▸ DATA TO USE:

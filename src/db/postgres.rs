//! PostgreSQL database client implementation.
//!
//! Provides the `PostgresClient` struct that implements the `DatabaseClient` trait
//! for PostgreSQL databases using sqlx.

use crate::config::ConnectionConfig;
use crate::db::{ColumnInfo, Connector, DatabaseClient, QueryResult, Row, Value};
use crate::error::{Result, SqlRunError};
use async_trait::async_trait;
use futures::TryStreamExt;
use sqlx::postgres::{PgConnection, PgRow};
use sqlx::{Column as SqlxColumn, Connection, Either, Row as SqlxRow, TypeInfo};
use std::time::Instant;
use tokio::sync::Mutex;
use tracing::debug;

/// PostgreSQL database client.
///
/// Holds exactly one session. `close` takes it out, after which queries are
/// rejected.
#[derive(Debug)]
pub struct PostgresClient {
    conn: Mutex<Option<PgConnection>>,
}

impl PostgresClient {
    /// Opens one session. A single attempt is made; no retries.
    pub async fn connect(config: &ConnectionConfig) -> Result<Self> {
        let options = config.to_connect_options()?;

        let conn = PgConnection::connect_with(&options)
            .await
            .map_err(|e| map_connection_error(e, config))?;

        debug!("Opened session to {}", config.display_string());
        Ok(Self {
            conn: Mutex::new(Some(conn)),
        })
    }
}

/// Runs the text through the simple query protocol and returns the rows of
/// the final statement, which may be empty.
async fn fetch_last_result_set(
    conn: &mut PgConnection,
    sql: &str,
) -> std::result::Result<Vec<PgRow>, sqlx::Error> {
    let mut stream = sqlx::raw_sql(sql).fetch_many(conn);
    let mut sets = ResultSets::default();

    while let Some(step) = stream.try_next().await? {
        match step {
            Either::Left(done) => {
                debug!("Statement finished ({} rows affected)", done.rows_affected());
                sets.finish_statement();
            }
            Either::Right(row) => sets.push_row(row),
        }
    }

    Ok(sets.into_last())
}

/// Rows of the statement being streamed and of the last finished one.
#[derive(Debug)]
struct ResultSets<R> {
    current: Vec<R>,
    last: Vec<R>,
}

impl<R> Default for ResultSets<R> {
    fn default() -> Self {
        Self {
            current: Vec::new(),
            last: Vec::new(),
        }
    }
}

impl<R> ResultSets<R> {
    fn push_row(&mut self, row: R) {
        self.current.push(row);
    }

    /// The statement that just finished replaces the previous one, rows or not.
    fn finish_statement(&mut self) {
        self.last = std::mem::take(&mut self.current);
    }

    fn into_last(self) -> Vec<R> {
        if self.current.is_empty() {
            self.last
        } else {
            self.current
        }
    }
}

#[async_trait]
impl DatabaseClient for PostgresClient {
    async fn execute_query(&self, sql: &str) -> Result<QueryResult> {
        let mut guard = self.conn.lock().await;
        let conn = guard
            .as_mut()
            .ok_or_else(|| SqlRunError::connection("connection already closed"))?;

        let start = Instant::now();

        let pg_rows = fetch_last_result_set(conn, sql)
            .await
            .map_err(|e| SqlRunError::query(format_query_error(e)))?;

        let execution_time = start.elapsed();

        // Column metadata is only available through a returned row.
        let columns: Vec<ColumnInfo> = pg_rows
            .first()
            .map(|first_row| {
                first_row
                    .columns()
                    .iter()
                    .map(|col| ColumnInfo::new(col.name(), col.type_info().name()))
                    .collect()
            })
            .unwrap_or_default();

        let rows: Vec<Row> = pg_rows.iter().map(convert_row).collect();

        Ok(QueryResult::with_data(columns, rows).with_execution_time(execution_time))
    }

    async fn close(&self) -> Result<()> {
        let conn = self.conn.lock().await.take();
        if let Some(conn) = conn {
            conn.close()
                .await
                .map_err(|e| SqlRunError::connection(format!("Failed to close session: {e}")))?;
        }
        Ok(())
    }
}

/// Connector that opens `PostgresClient` sessions.
#[derive(Debug, Clone, Copy, Default)]
pub struct PostgresConnector;

#[async_trait]
impl Connector for PostgresConnector {
    async fn connect(&self, config: &ConnectionConfig) -> Result<Box<dyn DatabaseClient>> {
        let client = PostgresClient::connect(config).await?;
        Ok(Box::new(client))
    }
}

/// Converts a sqlx PgRow to our Row type.
fn convert_row(row: &PgRow) -> Row {
    row.columns()
        .iter()
        .enumerate()
        .map(|(i, col)| convert_value(row, i, col.type_info().name()))
        .collect()
}

/// Converts a single column value from a PgRow to our Value type.
///
/// The simple query protocol returns every value in text format, so types
/// without a dedicated arm keep the server's own text rendering (`t`/`f` for
/// booleans).
fn convert_value(row: &PgRow, index: usize, type_name: &str) -> Value {
    match type_name.to_uppercase().as_str() {
        "INT2" | "SMALLINT" => row
            .try_get::<Option<i16>, _>(index)
            .ok()
            .flatten()
            .map(|v| Value::Int(v as i64))
            .unwrap_or(Value::Null),

        "INT4" | "INT" | "INTEGER" => row
            .try_get::<Option<i32>, _>(index)
            .ok()
            .flatten()
            .map(|v| Value::Int(v as i64))
            .unwrap_or(Value::Null),

        "INT8" | "BIGINT" => row
            .try_get::<Option<i64>, _>(index)
            .ok()
            .flatten()
            .map(Value::Int)
            .unwrap_or(Value::Null),

        "BYTEA" => row
            .try_get::<Option<Vec<u8>>, _>(index)
            .ok()
            .flatten()
            .map(Value::Bytes)
            .unwrap_or(Value::Null),

        // Booleans, floats, numerics, dates, json, enums...: keep the text as sent.
        _ => row
            .try_get_unchecked::<Option<String>, _>(index)
            .ok()
            .flatten()
            .map(Value::String)
            .unwrap_or(Value::Null),
    }
}

/// Maps sqlx connection errors to user-friendly messages that keep the cause.
fn map_connection_error(error: sqlx::Error, config: &ConnectionConfig) -> SqlRunError {
    let host = config.host.as_deref().unwrap_or("localhost");
    let port = config.port;
    let user = config.user.as_deref().unwrap_or("unknown");
    let database = config.database.as_deref().unwrap_or("unknown");

    let error_str = error.to_string().to_lowercase();

    let hint = if error_str.contains("connection refused") || error_str.contains("could not connect")
    {
        format!("Cannot connect to {host}:{port}. Check that the server is running.")
    } else if error_str.contains("password authentication failed")
        || error_str.contains("authentication failed")
    {
        format!("Authentication failed for user '{user}'. Check your credentials.")
    } else if error_str.contains("does not exist") && error_str.contains("database") {
        format!("Database '{database}' does not exist.")
    } else if error_str.contains("timed out") || error_str.contains("timeout") {
        format!("Connection to {host}:{port} timed out.")
    } else {
        return SqlRunError::connection(error.to_string());
    };

    SqlRunError::connection(format!("{hint} ({error})"))
}

/// Formats a query error with PostgreSQL detail fields if available.
fn format_query_error(error: sqlx::Error) -> String {
    let Some(db_error) = error.as_database_error() else {
        return error.to_string();
    };

    let mut result = String::from("ERROR: ");
    result.push_str(db_error.message());

    if let Some(pg_error) = db_error.try_downcast_ref::<sqlx::postgres::PgDatabaseError>() {
        if let Some(detail) = pg_error.detail() {
            result.push_str("\n  DETAIL: ");
            result.push_str(detail);
        }

        if let Some(hint) = pg_error.hint() {
            result.push_str("\n  HINT: ");
            result.push_str(hint);
        }

        if let Some(table) = pg_error.table() {
            result.push_str("\n  TABLE: ");
            result.push_str(table);
        }

        if let Some(column) = pg_error.column() {
            result.push_str("\n  COLUMN: ");
            result.push_str(column);
        }

        if let Some(constraint) = pg_error.constraint() {
            result.push_str("\n  CONSTRAINT: ");
            result.push_str(constraint);
        }
    }

    result
}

▸ EXERCISE BRIEF:
All of the material, restated exactly, is the expected result.

▸ EXERCISE SOLUTION:
filename src/db/postgres.rs
//! PostgreSQL database client implementation.
//!
//! Provides the `PostgresClient` struct that implements the `DatabaseClient` trait
//! for PostgreSQL databases using sqlx.

use crate::config::ConnectionConfig;
use crate::db::{ColumnInfo, Connector, DatabaseClient, QueryResult, Row, Value};
use crate::error::{Result, SqlRunError};
use async_trait::async_trait;
use futures::TryStreamExt;
use sqlx::postgres::{PgConnection, PgRow};
use sqlx::{Column as SqlxColumn, Connection, Either, Row as SqlxRow, TypeInfo};
use std::time::Instant;
use tokio::sync::Mutex;
use tracing::debug;

/// PostgreSQL database client.
///
/// Holds exactly one session. `close` takes it out, after which queries are
/// rejected.
#[derive(Debug)]
pub struct PostgresClient {
    conn: Mutex<Option<PgConnection>>,
}

impl PostgresClient {
    /// Opens one session. A single attempt is made; no retries.
    pub async fn connect(config: &ConnectionConfig) -> Result<Self> {
        let options = config.to_connect_options()?;

        let conn = PgConnection::connect_with(&options)
            .await
            .map_err(|e| map_connection_error(e, config))?;

        debug!("Opened session to {}", config.display_string());
        Ok(Self {
            conn: Mutex::new(Some(conn)),
        })
    }
}

/// Runs the text through the simple query protocol and returns the rows of
/// the final statement, which may be empty.
async fn fetch_last_result_set(
    conn: &mut PgConnection,
    sql: &str,
) -> std::result::Result<Vec<PgRow>, sqlx::Error> {
    let mut stream = sqlx::raw_sql(sql).fetch_many(conn);
    let mut sets = ResultSets::default();

    while let Some(step) = stream.try_next().await? {
        match step {
            Either::Left(done) => {
                debug!("Statement finished ({} rows affected)", done.rows_affected());
                sets.finish_statement();
            }
            Either::Right(row) => sets.push_row(row),
        }
    }

    Ok(sets.into_last())
}

/// Rows of the statement being streamed and of the last finished one.
#[derive(Debug)]
struct ResultSets<R> {
    current: Vec<R>,
    last: Vec<R>,
}

impl<R> Default for ResultSets<R> {
    fn default() -> Self {
        Self {
            current: Vec::new(),
            last: Vec::new(),
        }
    }
}

impl<R> ResultSets<R> {
    fn push_row(&mut self, row: R) {
        self.current.push(row);
    }

    /// The statement that just finished replaces the previous one, rows or not.
    fn finish_statement(&mut self) {
        self.last = std::mem::take(&mut self.current);
    }

    fn into_last(self) -> Vec<R> {
        if self.current.is_empty() {
            self.last
        } else {
            self.current
        }
    }
}

#[async_trait]
impl DatabaseClient for PostgresClient {
    async fn execute_query(&self, sql: &str) -> Result<QueryResult> {
        let mut guard = self.conn.lock().await;
        let conn = guard
            .as_mut()
            .ok_or_else(|| SqlRunError::connection("connection already closed"))?;

        let start = Instant::now();

        let pg_rows = fetch_last_result_set(conn, sql)
            .await
            .map_err(|e| SqlRunError::query(format_query_error(e)))?;

        let execution_time = start.elapsed();

        // Column metadata is only available through a returned row.
        let columns: Vec<ColumnInfo> = pg_rows
            .first()
            .map(|first_row| {
                first_row
                    .columns()
                    .iter()
                    .map(|col| ColumnInfo::new(col.name(), col.type_info().name()))
                    .collect()
            })
            .unwrap_or_default();

        let rows: Vec<Row> = pg_rows.iter().map(convert_row).collect();

        Ok(QueryResult::with_data(columns, rows).with_execution_time(execution_time))
    }

    async fn close(&self) -> Result<()> {
        let conn = self.conn.lock().await.take();
        if let Some(conn) = conn {
            conn.close()
                .await
                .map_err(|e| SqlRunError::connection(format!("Failed to close session: {e}")))?;
        }
        Ok(())
    }
}

/// Connector that opens `PostgresClient` sessions.
#[derive(Debug, Clone, Copy, Default)]
pub struct PostgresConnector;

#[async_trait]
impl Connector for PostgresConnector {
    async fn connect(&self, config: &ConnectionConfig) -> Result<Box<dyn DatabaseClient>> {
        let client = PostgresClient::connect(config).await?;
        Ok(Box::new(client))
    }
}

/// Converts a sqlx PgRow to our Row type.
fn convert_row(row: &PgRow) -> Row {
    row.columns()
        .iter()
        .enumerate()
        .map(|(i, col)| convert_value(row, i, col.type_info().name()))
        .collect()
}

/// Converts a single column value from a PgRow to our Value type.
///
/// The simple query protocol returns every value in text format, so types
/// without a dedicated arm keep the server's own text rendering (`t`/`f` for
/// booleans).
fn convert_value(row: &PgRow, index: usize, type_name: &str) -> Value {
    match type_name.to_uppercase().as_str() {
        "INT2" | "SMALLINT" => row
            .try_get::<Option<i16>, _>(index)
            .ok()
            .flatten()
            .map(|v| Value::Int(v as i64))
            .unwrap_or(Value::Null),

        "INT4" | "INT" | "INTEGER" => row
            .try_get::<Option<i32>, _>(index)
            .ok()
            .flatten()
            .map(|v| Value::Int(v as i64))
            .unwrap_or(Value::Null),

        "INT8" | "BIGINT" => row
            .try_get::<Option<i64>, _>(index)
            .ok()
            .flatten()
            .map(Value::Int)
            .unwrap_or(Value::Null),

        "BYTEA" => row
            .try_get::<Option<Vec<u8>>, _>(index)
            .ok()
            .flatten()
            .map(Value::Bytes)
            .unwrap_or(Value::Null),

        // Booleans, floats, numerics, dates, json, enums...: keep the text as sent.
        _ => row
            .try_get_unchecked::<Option<String>, _>(index)
            .ok()
            .flatten()
            .map(Value::String)
            .unwrap_or(Value::Null),
    }
}

/// Maps sqlx connection errors to user-friendly messages that keep the cause.
fn map_connection_error(error: sqlx::Error, config: &ConnectionConfig) -> SqlRunError {
    let host = config.host.as_deref().unwrap_or("localhost");
    let port = config.port;
    let user = config.user.as_deref().unwrap_or("unknown");
    let database = config.database.as_deref().unwrap_or("unknown");

    let error_str = error.to_string().to_lowercase();

    let hint = if error_str.contains("connection refused") || error_str.contains("could not connect")
    {
        format!("Cannot connect to {host}:{port}. Check that the server is running.")
    } else if error_str.contains("password authentication failed")
        || error_str.contains("authentication failed")
    {
        format!("Authentication failed for user '{user}'. Check your credentials.")
    } else if error_str.contains("does not exist") && error_str.contains("database") {
        format!("Database '{database}' does not exist.")
    } else if error_str.contains("timed out") || error_str.contains("timeout") {
        format!("Connection to {host}:{port} timed out.")
    } else {
        return SqlRunError::connection(error.to_string());
    };

    SqlRunError::connection(format!("{hint} ({error})"))
}

/// Formats a query error with PostgreSQL detail fields if available.
fn format_query_error(error: sqlx::Error) -> String {
    let Some(db_error) = error.as_database_error() else {
        return error.to_string();
    };

    let mut result = String::from("ERROR: ");
    result.push_str(db_error.message());

    if let Some(pg_error) = db_error.try_downcast_ref::<sqlx::postgres::PgDatabaseError>() {
        if let Some(detail) = pg_error.detail() {
            result.push_str("\n  DETAIL: ");
            result.push_str(detail);
        }

        if let Some(hint) = pg_error.hint() {
            result.push_str("\n  HINT: ");
            result.push_str(hint);
        }

        if let Some(table) = pg_error.table() {
            result.push_str("\n  TABLE: ");
            result.push_str(table);
        }

        if let Some(column) = pg_error.column() {
            result.push_str("\n  COLUMN: ");
            result.push_str(column);
        }

        if let Some(constraint) = pg_error.constraint() {
            result.push_str("\n  CONSTRAINT: ");
            result.push_str(constraint);
        }
    }

    result
}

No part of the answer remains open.